If this exemption or one like it stays in place, it will have two important effects: (i) attaining open source status becomes highly attractive to any generative AI provider, as it provides a way to escape some of the most onerous requirements of technical documentation and the attendant scientific and legal scrutiny; (ii) an as-yet unspecified template (and the AI Office managing it) will become the focus of intense lobbying efforts from multiple stakeholders (e.g., [12]). Figuring out what constitutes a “sufficiently detailed summary” will literally become a million dollar question.

Thank you for pointing out Grayjay, I had not heard of it. I will look into it.

chicken@lemmy.dbzer0.com · edit-2 1 year ago

As long as they aren’t putting ridiculous terms on model usage like SD3 and the weights are provided I’m happy with it

lily33@lemm.ee · edit-2 1 year ago

A bunch of these columns are outright absurd TBH, to the extend I’m not sure the author really knows what FOSS is about. What’s open API access even supposed to be - API access is closed by definition.

Also there has never been a requirement that open source software needs to be documented - and for good reason - so I’m not a fan of the documentation column as well.

Norah (pup/it/she)@lemmy.blahaj.zone · edit-2 1 year ago

and for good reason

I’d love to hear that reasoning. Personally, I will avoid using a FOSS product if the documentation is terrible or non-existent. Obviously I have grace for new* or bleeding-edge projects. But I’ve avoided using some FOSS stalwarts simply because I don’t have the time to dedicate to trial and error learning.

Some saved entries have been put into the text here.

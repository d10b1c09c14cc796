//! This provides a higher-level interface than the `Cable` trait.  Specifically, it keeps track of
//! the state of the JTAG state machine, and allows setting the state to any desired state.
//! `JtagSM` will get to that state by the most efficient path, based on the current state.
use alloc::collections::VecDeque;
use alloc::vec;
use alloc::vec::Vec;

use crate::cable::{Cable, CableError};

#[derive(Clone, Copy, Debug, PartialEq, Eq)]
pub enum Register {
    Data,
    Instruction,
}

#[derive(Clone, Copy, Debug, PartialEq, Eq)]
pub enum JtagState {
    Reset = 0,
    Idle = 1,
    SelectDR = 2,
    CaptureDR = 3,
    ShiftDR = 4,
    Exit1DR = 5,
    PauseDR = 6,
    Exit2DR = 7,
    UpdateDR = 8,
    SelectIR = 9,
    CaptureIR = 10,
    ShiftIR = 11,
    Exit1IR = 12,
    PauseIR = 13,
    Exit2IR = 14,
    UpdateIR = 15,
}

impl JtagState {
    pub const ALL: [JtagState; 16] = [
        JtagState::Reset,
        JtagState::Idle,
        JtagState::SelectDR,
        JtagState::CaptureDR,
        JtagState::ShiftDR,
        JtagState::Exit1DR,
        JtagState::PauseDR,
        JtagState::Exit2DR,
        JtagState::UpdateDR,
        JtagState::SelectIR,
        JtagState::CaptureIR,
        JtagState::ShiftIR,
        JtagState::Exit1IR,
        JtagState::PauseIR,
        JtagState::Exit2IR,
        JtagState::UpdateIR,
    ];

    /// The state one TCK edge later with the given TMS level.
    pub fn next(self, tms: bool) -> JtagState {
        use JtagState::*;
        match (self, tms) {
            (Reset, false) => Idle,
            (Reset, true) => Reset,
            (Idle, false) => Idle,
            (Idle, true) => SelectDR,
            (SelectDR, false) => CaptureDR,
            (SelectDR, true) => SelectIR,
            (CaptureDR, false) | (ShiftDR, false) | (Exit2DR, false) => ShiftDR,
            (CaptureDR, true) | (ShiftDR, true) => Exit1DR,
            (Exit1DR, false) | (PauseDR, false) => PauseDR,
            (Exit1DR, true) | (Exit2DR, true) => UpdateDR,
            (PauseDR, true) => Exit2DR,
            (UpdateDR, false) | (UpdateIR, false) => Idle,
            (UpdateDR, true) | (UpdateIR, true) => SelectDR,
            (SelectIR, false) => CaptureIR,
            (SelectIR, true) => Reset,
            (CaptureIR, false) | (ShiftIR, false) | (Exit2IR, false) => ShiftIR,
            (CaptureIR, true) | (ShiftIR, true) => Exit1IR,
            (Exit1IR, false) | (PauseIR, false) => PauseIR,
            (Exit1IR, true) | (Exit2IR, true) => UpdateIR,
            (PauseIR, true) => Exit2IR,
        }
    }

    pub fn is_shift(self) -> bool {
        matches!(self, JtagState::ShiftDR | JtagState::ShiftIR)
    }
}

/// Shortest TMS sequence leading from `from` to `to`.
pub fn tms_path(from: JtagState, to: JtagState) -> Vec<usize> {
    if from == to {
        return vec![];
    }
    let mut paths = VecDeque::new();
    let mut seen = [false; 16];
    seen[from as usize] = true;
    paths.push_back((from, Vec::new()));

    while let Some((state, path)) = paths.pop_front() {
        for tms in [0, 1] {
            let next = state.next(tms != 0);
            if seen[next as usize] {
                continue;
            }
            let mut p = path.clone();
            p.push(tms);
            if next == to {
                return p;
            }
            seen[next as usize] = true;
            paths.push_back((next, p));
        }
    }
    // Every state reaches every other.
    vec![]
}

pub struct JtagSM<T> {
    pub cable: T,
    state: JtagState,
}

impl<T, U> JtagSM<T>
    where T: core::ops::DerefMut<Target=U>,
          U: Cable + ?Sized
{
    /// Create a JTAG state machine using an existing `Cable`.  The chain is reset and left in
    /// Run-Test/Idle.
    pub fn new(cable: T) -> Result<Self, CableError> {
        let mut sm = Self {
            cable,
            state: JtagState::Reset,
        };
        sm.mode_reset()?;
        Ok(sm)
    }

    /// Reset the scan chain by driving TMS high for 5 clocks, then go to Run-Test/Idle
    pub fn mode_reset(&mut self) -> Result<(), CableError> {
        self.cable.change_mode(&[1, 1, 1, 1, 1, 0], true)?;
        self.state = JtagState::Idle;
        Ok(())
    }

    pub fn state(&self) -> JtagState {
        self.state
    }

    /// Use TMS to get into `state` by the most efficient path
    pub fn change_mode(&mut self, state: JtagState) -> Result<(), CableError> {
        if self.state == state {
            return Ok(());
        }

        let path = tms_path(self.state, state);
        log::trace!("path from {:?} to {:?}: {:?}", self.state, state, path);
        self.cable.change_mode(&path, true)?;
        self.state = state;
        Ok(())
    }

    fn enter_shift(&mut self, reg: Register) -> Result<(), CableError> {
        match reg {
            Register::Data => self.change_mode(JtagState::ShiftDR),
            Register::Instruction => self.change_mode(JtagState::ShiftIR),
        }
    }

    fn after_shift(&mut self, reg: Register, pause_after: bool) {
        if pause_after {
            self.state = match reg {
                Register::Data => JtagState::PauseDR,
                Register::Instruction => JtagState::PauseIR,
            };
        }
    }

    /// Read `bits` from either the instruction or data register
    pub fn read_reg(&mut self, reg: Register, bits: usize) -> Result<Vec<u8>, CableError> {
        self.enter_shift(reg)?;
        if bits == 0 {
            return Ok(vec![]);
        }
        self.cable.read_data(bits)
    }

    /// Queue a read of `bits` from either the instruction or data register
    pub fn queue_read(&mut self, reg: Register, bits: usize) -> Result<bool, CableError> {
        self.enter_shift(reg)?;
        self.cable.queue_read(bits)
    }

    /// Write `data` into either the instruction or data register.  `bits` indicates how many bits
    /// of the last byte should be written (8 indicates that the entire byte should be written).
    /// The mode will either be ShiftIR / ShiftDR if `pause_after` is false, or PauseIR / PauseDR
    /// if `pause_after` is true.  This allows for setting the register with multiple calls to
    /// `write_reg`, which may be more convenient than manual bit-shifting.
    pub fn write_reg(&mut self, reg: Register, data: &[u8], bits: u8, pause_after: bool) -> Result<(), CableError> {
        self.enter_shift(reg)?;
        self.cable.write_data(data, bits, pause_after)?;
        self.after_shift(reg, pause_after);
        Ok(())
    }

    /// Similar to `write_reg` except it returns the bits that were shifted out during writing.
    pub fn read_write_reg(&mut self, reg: Register, data: &[u8], bits: u8, pause_after: bool) -> Result<Vec<u8>, CableError> {
        self.enter_shift(reg)?;
        let data = self.cable.read_write_data(data, bits, pause_after)?;
        self.after_shift(reg, pause_after);
        Ok(data)
    }

    pub fn queue_read_write(&mut self, reg: Register, data: &[u8], bits: u8, pause_after: bool) -> Result<bool, CableError> {
        self.enter_shift(reg)?;
        let queued = self.cable.queue_read_write(data, bits, pause_after)?;
        if queued {
            self.after_shift(reg, pause_after);
        }
        Ok(queued)
    }

    pub fn finish_read(&mut self, bits: usize) -> Result<Vec<u8>, CableError> {
        self.cable.finish_read(bits)
    }

    pub fn flush(&mut self) -> Result<(), CableError> {
        self.cable.flush()
    }
}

lily33@lemm.ee · 1 year ago

Because FOSS shouldn’t add burdens. You publish your work and let everyone else use it. That shouldn’t add extra obligations on you. Usually, you’d also write some docs - after all, without them nobody will know how to use your program, so why bother publishing - but it shouldn’t be an obligation. Make it easy for people to open up their code without this attaching strings.

Documentation is nice, but it’s kind of different thing that open source: a program can be open and undocumented, or closed but well documented - and I don’t see why we’d want it different for models.

Norah (pup/it/she)@lemmy.blahaj.zone · 1 year ago

That’s fair, thank you for explaining. I was going to say but forgot, this is assessing specifically for “openness” not ‘open source-ness’ though.

lily33@lemm.ee · 1 year ago

upcoming EU AI Act that regulates open source systems differently, creating an urgent need for practical openness assessment

So when they say “openness” they do put it in the context of open source rather accessibility.